Le procès concernant la mort de Diego Maradona, décédé le 25 novembre 2020, se poursuit cinq ans après sa disparition. Sa fille, Dalma Maradona, a témoigné et dénoncé une négligence féroce de l’équipe médicale, affirmant que son père aurait pu être sauvé si les médecins avaient correctement accompli leur travail.
Les circonstances de la mort de Diego Maradona
Diego Maradona, considéré comme l’un des plus grands footballeurs de tous les temps, est décédé à l’âge de 60 ans, victime d’un arrêt cardiaque survenu dans sa maison à Tigre, en banlieue de Buenos Aires. Après cette tragédie, des accusations ont été portées contre sept membres de son équipe médicale pour homicide par négligence. Le parquet a qualifié l’hospitalisation à domicile d’« scandaleuse », affirmant qu’elle avait mis Maradona dans une « situation d’impuissance ».

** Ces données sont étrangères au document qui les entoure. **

//! Exam assembly.
//!
//! Selects a seeded random subset of the bank, shuffles each question's
//! options, and computes the per-exam answer key. Two calls with the same
//! bank, count, seed, and alphabet produce identical output, across process
//! restarts; determinism holds for this implementation and its locked `rand`
//! version, with no cross-ecosystem PRNG compatibility implied.

use std::collections::BTreeMap;

use rand::rngs::StdRng;
use rand::SeedableRng;

use crate::error::ExamError;
use crate::model::{Exam, ExamQuestion, GenerationParams, Question};
use crate::shuffle::shuffle_options;

/// Build the random generator for a seed string.
///
/// The seed-to-state mapping is fixed: FNV-1a (64-bit) over the UTF-8 bytes
/// of the seed, fed to `StdRng::seed_from_u64`.
pub fn rng_for_seed(seed: &str) -> StdRng {
    const FNV_OFFSET: u64 = 0xcbf2_9ce4_8422_2325;
    const FNV_PRIME: u64 = 0x0000_0100_0000_01b3;

    let mut hash = FNV_OFFSET;
    for byte in seed.as_bytes() {
        hash ^= u64::from(*byte);
        hash = hash.wrapping_mul(FNV_PRIME);
    }
    StdRng::seed_from_u64(hash)
}

/// Assemble one exam: select `min(count, bank.len())` distinct questions,
/// shuffle each one's options, and number them 1..n in selection order.
///
/// Returns the ordered exam questions and the position → letter answer key.
/// Re-invoking with the same seed reproduces the exact same exam, which is
/// why seeds are scoped per exam rather than per run.
pub fn assemble(
    bank: &[Question],
    count: usize,
    seed: &str,
    alphabet: &str,
) -> Result<(Vec<ExamQuestion>, BTreeMap<usize, char>), ExamError> {
    if count == 0 {
        return Err(ExamError::Configuration(
            "el número de preguntas por examen debe ser mayor que 0".into(),
        ));
    }
    if alphabet.is_empty() {
        return Err(ExamError::Configuration(
            "el alfabeto de opciones no puede estar vacío".into(),
        ));
    }
    if bank.is_empty() {
        return Err(ExamError::EmptyBank);
    }

    if count > bank.len() {
        tracing::warn!(
            requested = count,
            available = bank.len(),
            "el banco tiene menos preguntas de las solicitadas; se usará el banco completo"
        );
    }

    let mut rng = rng_for_seed(seed);
    let take = count.min(bank.len());
    let selected = rand::seq::index::sample(&mut rng, bank.len(), take);

    let mut questions = Vec::with_capacity(take);
    let mut answer_key = BTreeMap::new();

    for (offset, bank_idx) in selected.iter().enumerate() {
        let number = offset + 1;
        let source = &bank[bank_idx];
        let (options, answer) = shuffle_options(&mut rng, source, alphabet).map_err(|e| {
            match e {
                ExamError::Invalid { message, .. } => ExamError::Invalid {
                    index: number,
                    message,
                },
                other => other,
            }
        })?;

        questions.push(ExamQuestion {
            number,
            text: source.text.clone(),
            options,
            answer,
        });
        answer_key.insert(number, answer);
    }

    Ok((questions, answer_key))
}

/// Run a full generation: one [`assemble`] call per exam, strictly
/// sequential, each exam seeded with `{prefix}_{number}`.
pub fn generate_run(bank: &[Question], params: &GenerationParams) -> Result<Vec<Exam>, ExamError> {
    params.validate()?;

    let mut exams = Vec::with_capacity(params.num_exams);
    for number in 1..=params.num_exams {
        let seed = Exam::seed_for(&params.exam_prefix, number);
        let (questions, answer_key) = assemble(
            bank,
            params.questions_per_exam,
            &seed,
            &params.option_letters,
        )?;
        exams.push(Exam {
            number,
            seed,
            questions,
            answer_key,
        });
    }
    Ok(exams)
}
//! Answer-key aggregation.
//!
//! Combines the per-exam answer keys of a run into one table for the
//! consolidated exporters: one row per exam, one column per question
//! position up to the widest exam of the run.

use serde::{Deserialize, Serialize};

use crate::model::Exam;

/// Consolidated answer keys for a whole run.
#[derive(Debug, Clone, PartialEq, Eq, Serialize, Deserialize)]
pub struct AnswerKeyTable {
    /// Number of question columns (the widest exam's question count).
    pub columns: usize,
    /// One row per exam, ordered by exam number.
    pub rows: Vec<AnswerKeyRow>,
}

/// One exam's answers, padded to the table width.
#[derive(Debug, Clone, PartialEq, Eq, Serialize, Deserialize)]
pub struct AnswerKeyRow {
    pub exam_number: usize,
    /// Letter per position; `None` where this exam had no question (exams
    /// are shorter than the run maximum when the bank ran out).
    pub answers: Vec<Option<char>>,
}

/// Build the consolidated table from a run's exams.
pub fn aggregate_answer_keys(exams: &[Exam]) -> AnswerKeyTable {
    let columns = exams
        .iter()
        .map(|exam| exam.questions.len())
        .max()
        .unwrap_or(0);

    let mut rows: Vec<AnswerKeyRow> = exams
        .iter()
        .map(|exam| AnswerKeyRow {
            exam_number: exam.number,
            answers: (1..=columns)
                .map(|position| exam.answer_key.get(&position).copied())
                .collect(),
        })
        .collect();
    rows.sort_by_key(|row| row.exam_number);

    AnswerKeyTable { columns, rows }
}
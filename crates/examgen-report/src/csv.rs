//! CSV exporter for the consolidated answer key.

use std::path::{Path, PathBuf};

use anyhow::{Context, Result};

use examgen_core::aggregate::AnswerKeyTable;

/// Render the consolidated answer key as CSV text.
pub fn render_answer_key_csv(table: &AnswerKeyTable) -> Result<String> {
    let mut writer = csv::Writer::from_writer(Vec::new());

    let mut header = vec!["Examen".to_string()];
    header.extend((1..=table.columns).map(|i| format!("P{i}")));
    writer.write_record(&header)?;

    for row in &table.rows {
        let mut record = vec![format!("Examen {}", row.exam_number)];
        record.extend(
            row.answers
                .iter()
                .map(|answer| answer.map_or("-".to_string(), |letter| letter.to_string())),
        );
        writer.write_record(&record)?;
    }

    let bytes = writer
        .into_inner()
        .map_err(|e| anyhow::anyhow!("failed to flush CSV writer: {e}"))?;
    String::from_utf8(bytes).context("CSV output was not valid UTF-8")
}

/// Write the consolidated answer key as CSV into `output_dir`.
pub fn write_answer_key_csv(
    table: &AnswerKeyTable,
    exam_prefix: &str,
    output_dir: &Path,
) -> Result<PathBuf> {
    let path = output_dir.join(format!("respuestas_{exam_prefix}_completas.csv"));
    std::fs::write(&path, render_answer_key_csv(table)?)
        .with_context(|| format!("failed to write CSV to {}", path.display()))?;
    Ok(path)
}
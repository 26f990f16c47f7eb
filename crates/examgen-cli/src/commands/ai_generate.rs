//! The `examgen ai-generate` command.
//!
//! Derives a question bank from a source document through an AI engine,
//! then parses and validates the result before writing it, so a drifting
//! model never produces an unusable bank file.

use std::path::PathBuf;

use anyhow::{Context, Result};

use examgen_providers::config::{create_generator, default_model_for, load_config_from};
use examgen_providers::generator::GenerateRequest;

pub async fn execute(
    document_file: PathBuf,
    num_questions: Option<usize>,
    language: Option<String>,
    engine: Option<String>,
    model: Option<String>,
    output: PathBuf,
    config_path: Option<PathBuf>,
) -> Result<()> {
    let config = load_config_from(config_path.as_deref())?;

    let engine = engine.unwrap_or_else(|| config.ai.default_engine.clone());
    let num_questions = num_questions.unwrap_or(config.ai.default_num_questions);
    let language = language.unwrap_or_else(|| config.ai.default_language.clone());
    let model = model.unwrap_or_else(|| default_model_for(&engine).to_string());

    let extension = document_file
        .extension()
        .and_then(|e| e.to_str())
        .unwrap_or("")
        .to_lowercase();
    anyhow::ensure!(
        matches!(extension.as_str(), "txt" | "md" | "markdown"),
        "unsupported source format '.{extension}': use a plain-text or Markdown file"
    );

    let source_text = std::fs::read_to_string(&document_file)
        .with_context(|| format!("failed to read {}", document_file.display()))?;
    anyhow::ensure!(
        !source_text.trim().is_empty(),
        "the source document is empty; nothing to generate questions from"
    );

    let provider_config = config.providers.get(&engine).with_context(|| {
        format!(
            "engine '{engine}' not configured. Available: {:?}",
            config.providers.keys().collect::<Vec<_>>()
        )
    })?;
    let generator = create_generator(&engine, provider_config)?;

    eprintln!("Generando {num_questions} preguntas con {engine} ({model})...");

    let request = GenerateRequest {
        model,
        source_text,
        num_questions,
        language,
        temperature: config.ai.temperature,
    };
    let generated = generator.generate(&request).await?;

    // A model that drifted from the bank format fails here, not at exam time.
    let questions = generated.parse()?;

    std::fs::write(&output, &generated.text)
        .with_context(|| format!("failed to write {}", output.display()))?;

    println!(
        "Generadas {} preguntas con {} en '{}'.",
        questions.len(),
        generated.model,
        output.display()
    );
    if questions.len() != num_questions {
        println!(
            "Advertencia: se pidieron {num_questions} preguntas y el modelo devolvió {}.",
            questions.len()
        );
    }

    Ok(())
}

Parmi ceux accusés figurent le neurochirurgien et médecin personnel Leopoldo Luque, la psychiatre Augustina Cosachov, le psychologue Carlos Díaz, ainsi que plusieurs infirmiers et coordinateurs médicaux. Tous risquent entre 8 et 25 ans d’emprisonnement.
Témoignage poignant de Dalma Maradona
Lors du onzième jour du procès, le 16 avril 2025, Dalma Maradona, âgée de 38 ans, a exprimé sa colère au tribunal. Elle a soutenu que la mort de son père aurait pu être évitée : « S’ils avaient fait leur travail, (sa mort) aurait été évitée ». Son discours visait directement certains médecins tels que Luque et Cosachov.
Elle a décrit comment les professionnels affirmaient que l’hospitalisation à domicile pourrait être sérieusement efficace : « Ils nous ont trompés de la façon la plus cruelle (.) Ils nous ont fait croire que la seule option possible était une convalescence à domicile après son opération ». Cependant, elle dénonce une situation loin des promesses faites : « Cela ne s’est jamais passé », ajoutant qu’il y avait un manque flagrant d’attention médicale adéquate.
Dalma a précisé qu’elle doutait du bien-fondé des recommandations faites par Luque : « Je ne pensais pas qu’il recommanderait quelque chose qui n’était pas le meilleur pour père ». Elle a souligné le sentiment d’impuissance ressenti par sa famille face aux décisions médicales.
Mise en perspective
Le procès est prévu pour se poursuivre jusqu’en juillet prochain, avec des répercussions potentielles importantes sur les pratiques médicales autour des soins prodigués aux patients en fin de vie. La famille espère obtenir justice tout en soulevant des questions cruciales sur la responsabilité médicale.